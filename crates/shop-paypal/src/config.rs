//! # PayPal Configuration
//!
//! Effective PayPal configuration is resolved per request from two layers:
//! environment variables (captured once at startup) win over the persisted
//! `paypal*` settings.

use serde::{Deserialize, Serialize};
use shop_core::settings::{flag, keys, non_empty, SettingsMap};
use shop_core::{PaymentProviderKind, ShopError, ShopResult};
use std::env;

const LIVE_API_BASE: &str = "https://api-m.paypal.com";
const SANDBOX_API_BASE: &str = "https://api-m.sandbox.paypal.com";

/// PayPal API environment
#[derive(Debug, Clone, Copy, PartialEq, Eq, Default, Serialize, Deserialize)]
#[serde(rename_all = "lowercase")]
pub enum PayPalMode {
    #[default]
    Sandbox,
    Live,
}

impl PayPalMode {
    /// `live` (any case) selects live; anything else, including nothing,
    /// is sandbox
    pub fn from_raw(raw: Option<&str>) -> Self {
        match raw {
            Some(value) if value.trim().eq_ignore_ascii_case("live") => PayPalMode::Live,
            _ => PayPalMode::Sandbox,
        }
    }

    pub fn as_str(&self) -> &'static str {
        match self {
            PayPalMode::Sandbox => "sandbox",
            PayPalMode::Live => "live",
        }
    }

    /// REST API root for this mode
    pub fn api_base(&self) -> &'static str {
        match self {
            PayPalMode::Live => LIVE_API_BASE,
            PayPalMode::Sandbox => SANDBOX_API_BASE,
        }
    }
}

/// PayPal overrides from the process environment
#[derive(Clone, Default, PartialEq, Eq)]
pub struct PayPalEnv {
    pub client_id: Option<String>,
    pub client_secret: Option<String>,
    pub mode: Option<String>,
}

impl PayPalEnv {
    /// Read `PAYPAL_CLIENT_ID`, `PAYPAL_CLIENT_SECRET` and `PAYPAL_MODE`.
    /// Empty values count as unset.
    pub fn from_env() -> Self {
        dotenvy::dotenv().ok(); // Load .env file if present

        Self {
            client_id: env_value("PAYPAL_CLIENT_ID"),
            client_secret: env_value("PAYPAL_CLIENT_SECRET"),
            mode: env_value("PAYPAL_MODE"),
        }
    }

    /// Both credentials are supplied by the environment
    pub fn has_credentials(&self) -> bool {
        self.client_id.is_some() && self.client_secret.is_some()
    }
}

impl std::fmt::Debug for PayPalEnv {
    fn fmt(&self, f: &mut std::fmt::Formatter<'_>) -> std::fmt::Result {
        f.debug_struct("PayPalEnv")
            .field("client_id", &self.client_id)
            .field("client_secret", &self.client_secret.as_ref().map(|_| "[redacted]"))
            .field("mode", &self.mode)
            .finish()
    }
}

fn env_value(name: &str) -> Option<String> {
    env::var(name)
        .ok()
        .map(|v| v.trim().to_string())
        .filter(|v| !v.is_empty())
}

/// Effective PayPal configuration for one request
#[derive(Clone, PartialEq, Eq)]
pub struct PayPalConfig {
    pub enabled: bool,
    pub client_id: Option<String>,
    pub client_secret: Option<String>,
    pub mode: PayPalMode,
}

impl PayPalConfig {
    /// Merge environment and settings; environment wins field by field.
    ///
    /// `enabled` is true when the environment supplies both credentials, or
    /// when the `paypalEnabled` setting is `"true"`.
    pub fn resolve(env: &PayPalEnv, settings: &SettingsMap) -> Self {
        let pick = |from_env: &Option<String>, key: &str| {
            from_env
                .clone()
                .or_else(|| non_empty(settings, key).map(str::to_string))
        };

        let client_id = pick(&env.client_id, keys::PAYPAL_CLIENT_ID);
        let client_secret = pick(&env.client_secret, keys::PAYPAL_CLIENT_SECRET);
        let mode = PayPalMode::from_raw(pick(&env.mode, keys::PAYPAL_MODE).as_deref());

        Self {
            enabled: env.has_credentials() || flag(settings, keys::PAYPAL_ENABLED),
            client_id,
            client_secret,
            mode,
        }
    }

    /// Browser-safe view; never includes the secret
    pub fn public(&self) -> PublicPayPalConfig {
        PublicPayPalConfig {
            enabled: self.enabled,
            client_id: self.client_id.clone(),
            mode: self.mode,
        }
    }

    pub fn has_secret(&self) -> bool {
        self.client_secret.is_some()
    }

    /// Credentials for an API call, or why there are none
    pub fn ensure_usable(&self) -> ShopResult<(&str, &str)> {
        if !self.enabled {
            return Err(PaymentProviderKind::PayPal.disabled_error());
        }
        match (self.client_id.as_deref(), self.client_secret.as_deref()) {
            (Some(id), Some(secret)) => Ok((id, secret)),
            _ => Err(ShopError::NotConfigured("PayPal".to_string())),
        }
    }
}

impl std::fmt::Debug for PayPalConfig {
    fn fmt(&self, f: &mut std::fmt::Formatter<'_>) -> std::fmt::Result {
        f.debug_struct("PayPalConfig")
            .field("enabled", &self.enabled)
            .field("client_id", &self.client_id)
            .field("client_secret", &self.client_secret.as_ref().map(|_| "[redacted]"))
            .field("mode", &self.mode)
            .finish()
    }
}

/// What `GET /api/paypal/config` returns
#[derive(Debug, Clone, PartialEq, Eq, Serialize)]
#[serde(rename_all = "camelCase")]
pub struct PublicPayPalConfig {
    pub enabled: bool,
    pub client_id: Option<String>,
    pub mode: PayPalMode,
}
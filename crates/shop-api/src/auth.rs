//! # Admin Authentication
//!
//! Single admin account from `ADMIN_USERNAME` / `ADMIN_PASSWORD`. A successful
//! login issues an opaque bearer token held in process memory.

use crate::error::ApiError;
use crate::state::AppState;
use axum::{
    extract::{ConnectInfo, FromRequestParts},
    http::{header, request::Parts, HeaderMap},
};
use chrono::{DateTime, Duration, Utc};
use shop_core::ShopError;
use std::collections::HashMap;
use std::convert::Infallible;
use std::net::SocketAddr;
use std::sync::Arc;
use tokio::sync::RwLock;
use tracing::warn;
use uuid::Uuid;

/// Admin session lifetime
pub const SESSION_TTL_HOURS: i64 = 24;

/// Configured admin credentials
#[derive(Clone, PartialEq, Eq)]
pub struct AdminCredentials {
    pub username: String,
    pub password: String,
}

impl AdminCredentials {
    pub fn new(username: impl Into<String>, password: impl Into<String>) -> Self {
        Self {
            username: username.into(),
            password: password.into(),
        }
    }

    pub fn verify(&self, username: &str, password: &str) -> bool {
        // Evaluate both so timing does not reveal which one failed
        let user_ok = constant_time_compare(&self.username, username);
        let pass_ok = constant_time_compare(&self.password, password);
        user_ok & pass_ok
    }
}

impl std::fmt::Debug for AdminCredentials {
    fn fmt(&self, f: &mut std::fmt::Formatter<'_>) -> std::fmt::Result {
        f.debug_struct("AdminCredentials")
            .field("username", &self.username)
            .field("password", &"[redacted]")
            .finish()
    }
}

/// Constant-time string comparison
fn constant_time_compare(a: &str, b: &str) -> bool {
    if a.len() != b.len() {
        return false;
    }
    a.bytes()
        .zip(b.bytes())
        .fold(0, |acc, (x, y)| acc | (x ^ y))
        == 0
}

/// Live admin sessions keyed by token
#[derive(Clone)]
pub struct AdminSessions {
    sessions: Arc<RwLock<HashMap<String, DateTime<Utc>>>>,
    ttl: Duration,
}

impl Default for AdminSessions {
    fn default() -> Self {
        Self::new(Duration::hours(SESSION_TTL_HOURS))
    }
}

impl AdminSessions {
    pub fn new(ttl: Duration) -> Self {
        Self {
            sessions: Arc::new(RwLock::new(HashMap::new())),
            ttl,
        }
    }

    /// Start a session and return its token
    pub async fn issue(&self) -> String {
        let token = Uuid::new_v4().simple().to_string();
        let expires_at = Utc::now() + self.ttl;

        let mut sessions = self.sessions.write().await;
        let now = Utc::now();
        sessions.retain(|_, expiry| *expiry > now);
        sessions.insert(token.clone(), expires_at);
        token
    }

    pub async fn is_valid(&self, token: &str) -> bool {
        self.sessions
            .read()
            .await
            .get(token)
            .map(|expiry| *expiry > Utc::now())
            .unwrap_or(false)
    }

    pub async fn revoke(&self, token: &str) {
        self.sessions.write().await.remove(token);
    }
}

/// Token from `Authorization: Bearer <token>`
pub fn bearer_token(headers: &HeaderMap) -> Option<&str> {
    headers
        .get(header::AUTHORIZATION)
        .and_then(|h| h.to_str().ok())
        .and_then(|h| h.strip_prefix("Bearer "))
        .map(str::trim)
        .filter(|t| !t.is_empty())
}

/// Extractor guarding admin-only handlers
#[derive(Debug, Clone, Copy)]
pub struct RequireAdmin;

impl FromRequestParts<AppState> for RequireAdmin {
    type Rejection = ApiError;

    async fn from_request_parts(
        parts: &mut Parts,
        state: &AppState,
    ) -> Result<Self, Self::Rejection> {
        let Some(token) = bearer_token(&parts.headers) else {
            return Err(ShopError::Unauthorized.into());
        };

        if state.sessions.is_valid(token).await {
            Ok(RequireAdmin)
        } else {
            warn!("Rejected admin request to {}", parts.uri.path());
            Err(ShopError::Unauthorized.into())
        }
    }
}

/// Caller identity for login throttling: the peer address, or the first
/// `X-Forwarded-For` hop when `AppConfig::trust_forwarded_for` is set.
/// Falls back to `"unknown"`.
#[derive(Debug, Clone, PartialEq, Eq)]
pub struct ClientKey(pub String);

impl ClientKey {
    fn from_parts(parts: &Parts, trust_forwarded_for: bool) -> Self {
        let forwarded = parts
            .headers
            .get("x-forwarded-for")
            .and_then(|h| h.to_str().ok())
            .and_then(|h| h.split(',').next())
            .map(str::trim)
            .filter(|h| trust_forwarded_for && !h.is_empty());

        if let Some(ip) = forwarded {
            return ClientKey(ip.to_string());
        }

        let peer = parts
            .extensions
            .get::<ConnectInfo<SocketAddr>>()
            .map(|ConnectInfo(addr)| addr.ip().to_string());

        ClientKey(peer.unwrap_or_else(|| "unknown".to_string()))
    }
}

impl FromRequestParts<AppState> for ClientKey {
    type Rejection = Infallible;

    async fn from_request_parts(
        parts: &mut Parts,
        state: &AppState,
    ) -> Result<Self, Self::Rejection> {
        Ok(ClientKey::from_parts(parts, state.config.trust_forwarded_for))
    }
}

#[cfg(test)]
mod tests {
    use super::*;
    use axum::http::HeaderValue;

    #[test]
    fn test_credentials_verify() {
        let creds = AdminCredentials::new("admin", "s3cret");
        assert!(creds.verify("admin", "s3cret"));
        assert!(!creds.verify("admin", "s3cre"));
        assert!(!creds.verify("root", "s3cret"));
        assert!(!format!("{:?}", creds).contains("s3cret"));
    }

    #[test]
    fn test_constant_time_compare() {
        assert!(constant_time_compare("abc", "abc"));
        assert!(!constant_time_compare("abc", "abd"));
        assert!(!constant_time_compare("abc", "ab"));
    }

    #[test]
    fn test_bearer_token() {
        let mut headers = HeaderMap::new();
        assert_eq!(bearer_token(&headers), None);

        headers.insert(header::AUTHORIZATION, HeaderValue::from_static("Bearer abc123"));
        assert_eq!(bearer_token(&headers), Some("abc123"));

        headers.insert(header::AUTHORIZATION, HeaderValue::from_static("Basic abc123"));
        assert_eq!(bearer_token(&headers), None);
    }

    fn parts(forwarded: Option<&'static str>, peer: Option<&str>) -> Parts {
        let mut builder = axum::http::Request::builder().uri("/api/admin/login");
        if let Some(forwarded) = forwarded {
            builder = builder.header("x-forwarded-for", forwarded);
        }
        let (mut parts, ()) = builder.body(()).unwrap().into_parts();
        if let Some(peer) = peer {
            parts
                .extensions
                .insert(ConnectInfo(peer.parse::<SocketAddr>().unwrap()));
        }
        parts
    }

    #[test]
    fn test_client_key_ignores_forwarded_for_by_default() {
        let spoofed = parts(Some("203.0.113.7, 10.0.0.1"), Some("192.0.2.10:5123"));
        assert_eq!(ClientKey::from_parts(&spoofed, false).0, "192.0.2.10");
        assert_eq!(ClientKey::from_parts(&spoofed, true).0, "203.0.113.7");

        let bare = parts(Some("203.0.113.7"), None);
        assert_eq!(ClientKey::from_parts(&bare, false).0, "unknown");
        assert_eq!(ClientKey::from_parts(&parts(None, None), true).0, "unknown");
    }

    #[tokio::test]
    async fn test_session_lifecycle() {
        let sessions = AdminSessions::default();
        let token = sessions.issue().await;

        assert!(sessions.is_valid(&token).await);
        assert!(!sessions.is_valid("forged").await);

        sessions.revoke(&token).await;
        assert!(!sessions.is_valid(&token).await);
    }

    #[tokio::test]
    async fn test_expired_session_rejected() {
        let sessions = AdminSessions::new(Duration::seconds(-1));
        let token = sessions.issue().await;
        assert!(!sessions.is_valid(&token).await);
    }
}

━━━━━━━━

* _Exercise goal_
Only the lines that contain the string "write" are to be copied from the records.

* _Written solution_
        let mut sessions = self.sessions.write().await;
        self.sessions.write().await.remove(token);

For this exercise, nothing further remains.